Records supplied
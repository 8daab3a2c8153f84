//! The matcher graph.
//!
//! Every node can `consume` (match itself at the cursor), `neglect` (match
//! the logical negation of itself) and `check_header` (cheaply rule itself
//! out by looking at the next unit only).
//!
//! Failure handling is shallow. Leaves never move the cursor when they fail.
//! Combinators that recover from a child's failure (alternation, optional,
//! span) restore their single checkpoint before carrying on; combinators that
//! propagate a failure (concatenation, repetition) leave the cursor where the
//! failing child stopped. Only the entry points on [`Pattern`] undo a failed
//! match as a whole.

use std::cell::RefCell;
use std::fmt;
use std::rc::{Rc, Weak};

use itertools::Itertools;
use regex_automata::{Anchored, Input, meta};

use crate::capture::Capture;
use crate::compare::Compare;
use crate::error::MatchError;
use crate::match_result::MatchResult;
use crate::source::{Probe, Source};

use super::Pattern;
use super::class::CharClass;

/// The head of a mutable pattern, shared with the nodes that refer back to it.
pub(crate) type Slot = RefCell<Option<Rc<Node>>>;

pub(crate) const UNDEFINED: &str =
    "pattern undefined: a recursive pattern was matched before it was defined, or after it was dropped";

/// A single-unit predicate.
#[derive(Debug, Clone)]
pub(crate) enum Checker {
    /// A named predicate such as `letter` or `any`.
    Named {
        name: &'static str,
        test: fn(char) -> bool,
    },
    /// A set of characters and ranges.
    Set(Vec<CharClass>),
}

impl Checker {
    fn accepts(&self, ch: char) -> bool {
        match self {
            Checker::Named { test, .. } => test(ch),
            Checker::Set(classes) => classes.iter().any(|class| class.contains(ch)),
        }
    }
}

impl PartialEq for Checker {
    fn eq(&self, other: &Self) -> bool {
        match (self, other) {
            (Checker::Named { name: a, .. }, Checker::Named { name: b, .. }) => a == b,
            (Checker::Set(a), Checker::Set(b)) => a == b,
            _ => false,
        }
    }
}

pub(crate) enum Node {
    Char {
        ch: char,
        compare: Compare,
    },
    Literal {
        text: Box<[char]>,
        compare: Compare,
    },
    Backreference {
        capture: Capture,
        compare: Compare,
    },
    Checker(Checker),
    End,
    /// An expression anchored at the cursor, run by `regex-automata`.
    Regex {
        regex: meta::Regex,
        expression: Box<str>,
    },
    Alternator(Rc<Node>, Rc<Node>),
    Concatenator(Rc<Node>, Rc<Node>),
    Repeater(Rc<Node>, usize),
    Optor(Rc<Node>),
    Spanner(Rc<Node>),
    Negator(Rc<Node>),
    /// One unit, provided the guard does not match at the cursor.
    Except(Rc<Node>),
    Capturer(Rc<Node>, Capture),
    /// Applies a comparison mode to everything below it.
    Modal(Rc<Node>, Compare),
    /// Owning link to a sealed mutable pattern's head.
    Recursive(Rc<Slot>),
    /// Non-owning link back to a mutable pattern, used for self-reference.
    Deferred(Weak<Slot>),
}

* * *

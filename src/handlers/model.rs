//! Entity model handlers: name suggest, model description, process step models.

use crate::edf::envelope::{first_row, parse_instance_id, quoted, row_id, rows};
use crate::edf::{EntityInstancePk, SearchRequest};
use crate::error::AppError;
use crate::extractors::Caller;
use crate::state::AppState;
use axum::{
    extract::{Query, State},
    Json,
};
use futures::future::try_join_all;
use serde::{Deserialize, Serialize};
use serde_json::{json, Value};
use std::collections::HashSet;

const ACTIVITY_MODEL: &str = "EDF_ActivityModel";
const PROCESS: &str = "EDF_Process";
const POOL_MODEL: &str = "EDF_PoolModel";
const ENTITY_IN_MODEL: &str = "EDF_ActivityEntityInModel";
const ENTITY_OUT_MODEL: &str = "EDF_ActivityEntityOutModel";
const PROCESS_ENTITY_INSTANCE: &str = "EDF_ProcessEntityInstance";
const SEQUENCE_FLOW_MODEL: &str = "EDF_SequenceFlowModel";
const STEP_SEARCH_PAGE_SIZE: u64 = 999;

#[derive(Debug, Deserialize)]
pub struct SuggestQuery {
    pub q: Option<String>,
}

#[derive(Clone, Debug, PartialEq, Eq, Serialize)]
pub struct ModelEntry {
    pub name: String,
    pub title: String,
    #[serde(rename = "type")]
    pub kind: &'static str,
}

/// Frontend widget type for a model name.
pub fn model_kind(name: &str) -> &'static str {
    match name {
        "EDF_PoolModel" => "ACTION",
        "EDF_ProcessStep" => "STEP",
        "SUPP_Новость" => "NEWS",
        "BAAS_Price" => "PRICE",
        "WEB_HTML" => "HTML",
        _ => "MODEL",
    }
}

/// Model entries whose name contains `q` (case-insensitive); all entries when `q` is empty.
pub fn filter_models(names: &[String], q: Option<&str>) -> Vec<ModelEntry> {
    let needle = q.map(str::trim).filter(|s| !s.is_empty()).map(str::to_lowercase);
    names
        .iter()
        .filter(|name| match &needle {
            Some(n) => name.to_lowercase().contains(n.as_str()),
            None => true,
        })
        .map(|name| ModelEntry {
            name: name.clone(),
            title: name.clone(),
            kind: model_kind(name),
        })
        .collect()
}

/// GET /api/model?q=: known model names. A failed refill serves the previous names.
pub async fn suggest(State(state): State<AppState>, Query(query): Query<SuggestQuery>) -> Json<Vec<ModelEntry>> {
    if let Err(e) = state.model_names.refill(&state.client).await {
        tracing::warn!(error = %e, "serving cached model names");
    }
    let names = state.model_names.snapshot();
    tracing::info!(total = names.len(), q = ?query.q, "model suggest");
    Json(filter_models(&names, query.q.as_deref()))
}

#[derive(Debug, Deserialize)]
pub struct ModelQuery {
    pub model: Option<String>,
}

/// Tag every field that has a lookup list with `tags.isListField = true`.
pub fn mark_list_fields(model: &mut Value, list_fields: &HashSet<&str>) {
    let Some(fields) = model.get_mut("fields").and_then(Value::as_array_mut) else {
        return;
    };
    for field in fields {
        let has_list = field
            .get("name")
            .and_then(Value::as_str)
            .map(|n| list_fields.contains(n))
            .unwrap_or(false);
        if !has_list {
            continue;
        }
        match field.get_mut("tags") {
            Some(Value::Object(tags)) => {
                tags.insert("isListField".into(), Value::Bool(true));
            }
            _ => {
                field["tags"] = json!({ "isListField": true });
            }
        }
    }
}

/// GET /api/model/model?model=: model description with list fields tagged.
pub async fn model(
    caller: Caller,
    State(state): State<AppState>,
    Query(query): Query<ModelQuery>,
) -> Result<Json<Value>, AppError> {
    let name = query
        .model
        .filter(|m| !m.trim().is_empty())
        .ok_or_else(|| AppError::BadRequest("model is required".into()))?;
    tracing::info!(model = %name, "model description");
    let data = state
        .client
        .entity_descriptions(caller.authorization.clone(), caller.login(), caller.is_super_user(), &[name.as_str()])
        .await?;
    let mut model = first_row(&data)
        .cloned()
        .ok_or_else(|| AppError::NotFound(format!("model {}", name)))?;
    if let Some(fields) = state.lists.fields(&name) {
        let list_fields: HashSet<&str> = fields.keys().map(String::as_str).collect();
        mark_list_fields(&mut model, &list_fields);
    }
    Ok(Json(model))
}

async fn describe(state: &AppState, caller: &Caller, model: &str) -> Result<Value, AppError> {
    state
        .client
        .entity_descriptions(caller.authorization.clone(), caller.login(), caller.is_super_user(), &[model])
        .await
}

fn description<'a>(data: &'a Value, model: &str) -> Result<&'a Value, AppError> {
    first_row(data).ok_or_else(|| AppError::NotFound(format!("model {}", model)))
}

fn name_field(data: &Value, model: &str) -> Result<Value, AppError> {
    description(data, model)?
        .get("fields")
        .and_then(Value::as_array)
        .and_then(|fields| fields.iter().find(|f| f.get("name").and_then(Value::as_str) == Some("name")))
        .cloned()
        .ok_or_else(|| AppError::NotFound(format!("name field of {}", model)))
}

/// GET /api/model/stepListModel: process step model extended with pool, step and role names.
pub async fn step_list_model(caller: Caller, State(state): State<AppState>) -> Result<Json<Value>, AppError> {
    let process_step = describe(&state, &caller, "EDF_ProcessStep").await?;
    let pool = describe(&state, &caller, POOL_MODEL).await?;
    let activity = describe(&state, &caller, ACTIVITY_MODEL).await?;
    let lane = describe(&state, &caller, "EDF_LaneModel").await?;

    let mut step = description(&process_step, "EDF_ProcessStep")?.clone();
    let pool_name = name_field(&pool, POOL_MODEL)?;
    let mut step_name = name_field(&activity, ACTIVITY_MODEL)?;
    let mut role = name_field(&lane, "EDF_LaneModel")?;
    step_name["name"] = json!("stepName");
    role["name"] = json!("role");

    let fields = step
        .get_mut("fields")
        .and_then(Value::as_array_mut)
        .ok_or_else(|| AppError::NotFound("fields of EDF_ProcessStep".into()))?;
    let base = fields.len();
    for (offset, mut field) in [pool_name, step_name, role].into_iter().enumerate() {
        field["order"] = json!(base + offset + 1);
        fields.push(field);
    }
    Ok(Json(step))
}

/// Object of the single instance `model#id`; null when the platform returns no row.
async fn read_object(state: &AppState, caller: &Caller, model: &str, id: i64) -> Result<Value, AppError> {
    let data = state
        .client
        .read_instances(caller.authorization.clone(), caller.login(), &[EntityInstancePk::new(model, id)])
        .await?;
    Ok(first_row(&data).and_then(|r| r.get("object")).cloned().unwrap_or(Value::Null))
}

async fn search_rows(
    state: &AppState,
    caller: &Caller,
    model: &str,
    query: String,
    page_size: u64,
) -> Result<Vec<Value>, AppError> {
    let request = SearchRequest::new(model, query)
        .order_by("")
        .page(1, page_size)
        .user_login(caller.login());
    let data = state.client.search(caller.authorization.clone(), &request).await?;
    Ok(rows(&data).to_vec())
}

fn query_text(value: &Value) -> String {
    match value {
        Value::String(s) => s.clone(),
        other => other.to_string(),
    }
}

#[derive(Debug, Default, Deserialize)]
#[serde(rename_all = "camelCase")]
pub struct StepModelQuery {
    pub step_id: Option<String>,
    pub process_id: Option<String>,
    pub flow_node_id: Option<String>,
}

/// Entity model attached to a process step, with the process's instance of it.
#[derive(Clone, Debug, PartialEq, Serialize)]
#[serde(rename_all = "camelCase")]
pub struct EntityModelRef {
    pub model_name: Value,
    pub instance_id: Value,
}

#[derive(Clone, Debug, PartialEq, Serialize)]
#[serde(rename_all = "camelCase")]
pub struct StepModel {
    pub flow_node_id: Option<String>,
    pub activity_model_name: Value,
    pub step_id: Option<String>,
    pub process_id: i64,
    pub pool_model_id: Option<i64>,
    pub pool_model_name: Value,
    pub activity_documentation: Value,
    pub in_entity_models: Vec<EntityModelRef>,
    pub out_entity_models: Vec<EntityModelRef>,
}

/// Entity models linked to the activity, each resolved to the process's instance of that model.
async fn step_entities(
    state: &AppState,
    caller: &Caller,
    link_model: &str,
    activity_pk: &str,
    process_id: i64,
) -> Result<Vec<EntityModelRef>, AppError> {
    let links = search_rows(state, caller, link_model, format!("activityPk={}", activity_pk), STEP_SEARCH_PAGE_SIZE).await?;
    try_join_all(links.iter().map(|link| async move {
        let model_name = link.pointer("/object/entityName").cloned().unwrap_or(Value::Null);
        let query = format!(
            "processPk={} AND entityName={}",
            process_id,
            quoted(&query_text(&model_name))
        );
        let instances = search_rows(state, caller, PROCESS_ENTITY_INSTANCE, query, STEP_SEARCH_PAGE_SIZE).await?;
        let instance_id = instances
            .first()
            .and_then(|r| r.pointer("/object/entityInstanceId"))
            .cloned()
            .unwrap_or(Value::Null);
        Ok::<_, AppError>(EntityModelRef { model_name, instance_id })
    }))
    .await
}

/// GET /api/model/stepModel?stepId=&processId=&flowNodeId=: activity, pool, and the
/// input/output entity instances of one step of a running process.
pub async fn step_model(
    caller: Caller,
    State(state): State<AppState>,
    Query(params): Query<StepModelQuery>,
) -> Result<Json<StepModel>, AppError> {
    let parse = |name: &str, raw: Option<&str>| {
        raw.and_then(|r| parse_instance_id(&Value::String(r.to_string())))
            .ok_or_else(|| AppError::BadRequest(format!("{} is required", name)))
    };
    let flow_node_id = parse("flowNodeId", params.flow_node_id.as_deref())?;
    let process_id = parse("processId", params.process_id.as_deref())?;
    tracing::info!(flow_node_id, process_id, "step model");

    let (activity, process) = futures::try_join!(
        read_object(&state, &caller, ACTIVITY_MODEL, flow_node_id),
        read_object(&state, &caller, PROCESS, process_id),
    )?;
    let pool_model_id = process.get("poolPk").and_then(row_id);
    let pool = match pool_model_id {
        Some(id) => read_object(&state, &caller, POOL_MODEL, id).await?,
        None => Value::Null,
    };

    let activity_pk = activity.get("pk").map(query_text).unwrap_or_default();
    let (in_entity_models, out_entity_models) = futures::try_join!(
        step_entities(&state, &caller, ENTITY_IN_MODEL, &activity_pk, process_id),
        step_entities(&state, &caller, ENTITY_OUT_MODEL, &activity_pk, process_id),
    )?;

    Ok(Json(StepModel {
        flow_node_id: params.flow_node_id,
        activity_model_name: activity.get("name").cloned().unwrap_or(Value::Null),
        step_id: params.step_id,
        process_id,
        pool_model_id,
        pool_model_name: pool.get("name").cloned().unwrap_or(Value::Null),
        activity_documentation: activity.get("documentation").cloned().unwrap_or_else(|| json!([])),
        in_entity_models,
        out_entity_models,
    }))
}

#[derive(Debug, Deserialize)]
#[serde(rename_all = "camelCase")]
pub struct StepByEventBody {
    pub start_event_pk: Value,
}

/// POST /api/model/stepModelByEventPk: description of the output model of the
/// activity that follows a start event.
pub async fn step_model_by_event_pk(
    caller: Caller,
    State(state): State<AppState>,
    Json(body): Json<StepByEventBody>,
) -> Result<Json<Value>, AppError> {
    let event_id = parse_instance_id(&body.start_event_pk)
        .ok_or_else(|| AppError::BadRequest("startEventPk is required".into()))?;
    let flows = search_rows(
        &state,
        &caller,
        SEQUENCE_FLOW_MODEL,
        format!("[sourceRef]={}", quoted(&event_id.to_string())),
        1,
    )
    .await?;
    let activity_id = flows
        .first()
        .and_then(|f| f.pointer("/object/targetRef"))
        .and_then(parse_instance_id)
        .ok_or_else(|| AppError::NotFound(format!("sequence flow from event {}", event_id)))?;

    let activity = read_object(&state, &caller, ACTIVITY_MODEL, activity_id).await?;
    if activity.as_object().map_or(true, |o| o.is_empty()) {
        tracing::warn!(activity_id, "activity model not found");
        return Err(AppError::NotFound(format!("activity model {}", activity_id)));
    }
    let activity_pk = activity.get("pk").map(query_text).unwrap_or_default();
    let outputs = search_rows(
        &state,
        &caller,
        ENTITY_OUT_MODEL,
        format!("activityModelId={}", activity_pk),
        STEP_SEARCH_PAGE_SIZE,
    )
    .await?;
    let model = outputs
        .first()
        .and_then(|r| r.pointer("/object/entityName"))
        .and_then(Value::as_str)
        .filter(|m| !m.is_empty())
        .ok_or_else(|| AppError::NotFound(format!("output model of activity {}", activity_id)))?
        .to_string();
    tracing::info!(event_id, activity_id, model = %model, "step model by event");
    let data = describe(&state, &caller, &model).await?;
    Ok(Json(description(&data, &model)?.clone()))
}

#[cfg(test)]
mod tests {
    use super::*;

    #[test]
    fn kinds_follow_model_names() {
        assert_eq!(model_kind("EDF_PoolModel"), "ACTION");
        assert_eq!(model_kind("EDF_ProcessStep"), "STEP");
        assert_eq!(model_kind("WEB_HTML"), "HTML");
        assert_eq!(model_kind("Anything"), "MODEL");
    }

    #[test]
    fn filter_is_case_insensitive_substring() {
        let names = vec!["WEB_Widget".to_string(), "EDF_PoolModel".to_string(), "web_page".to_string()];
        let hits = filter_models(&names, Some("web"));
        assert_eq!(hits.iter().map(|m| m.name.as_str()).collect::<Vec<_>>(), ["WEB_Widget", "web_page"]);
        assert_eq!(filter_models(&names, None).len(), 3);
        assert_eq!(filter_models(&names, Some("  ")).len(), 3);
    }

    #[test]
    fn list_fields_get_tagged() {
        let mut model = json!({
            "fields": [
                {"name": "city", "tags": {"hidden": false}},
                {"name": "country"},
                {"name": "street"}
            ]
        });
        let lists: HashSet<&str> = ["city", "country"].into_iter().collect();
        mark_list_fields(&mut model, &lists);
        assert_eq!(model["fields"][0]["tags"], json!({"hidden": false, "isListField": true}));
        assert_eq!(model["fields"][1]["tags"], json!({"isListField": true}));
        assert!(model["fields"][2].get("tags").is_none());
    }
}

Exercise instructions
All lines in the listing above with the string "move" should be returned.

Written reply
//! Failure handling is shallow. Leaves never move the cursor when they fail.
    try_join_all(links.iter().map(|link| async move {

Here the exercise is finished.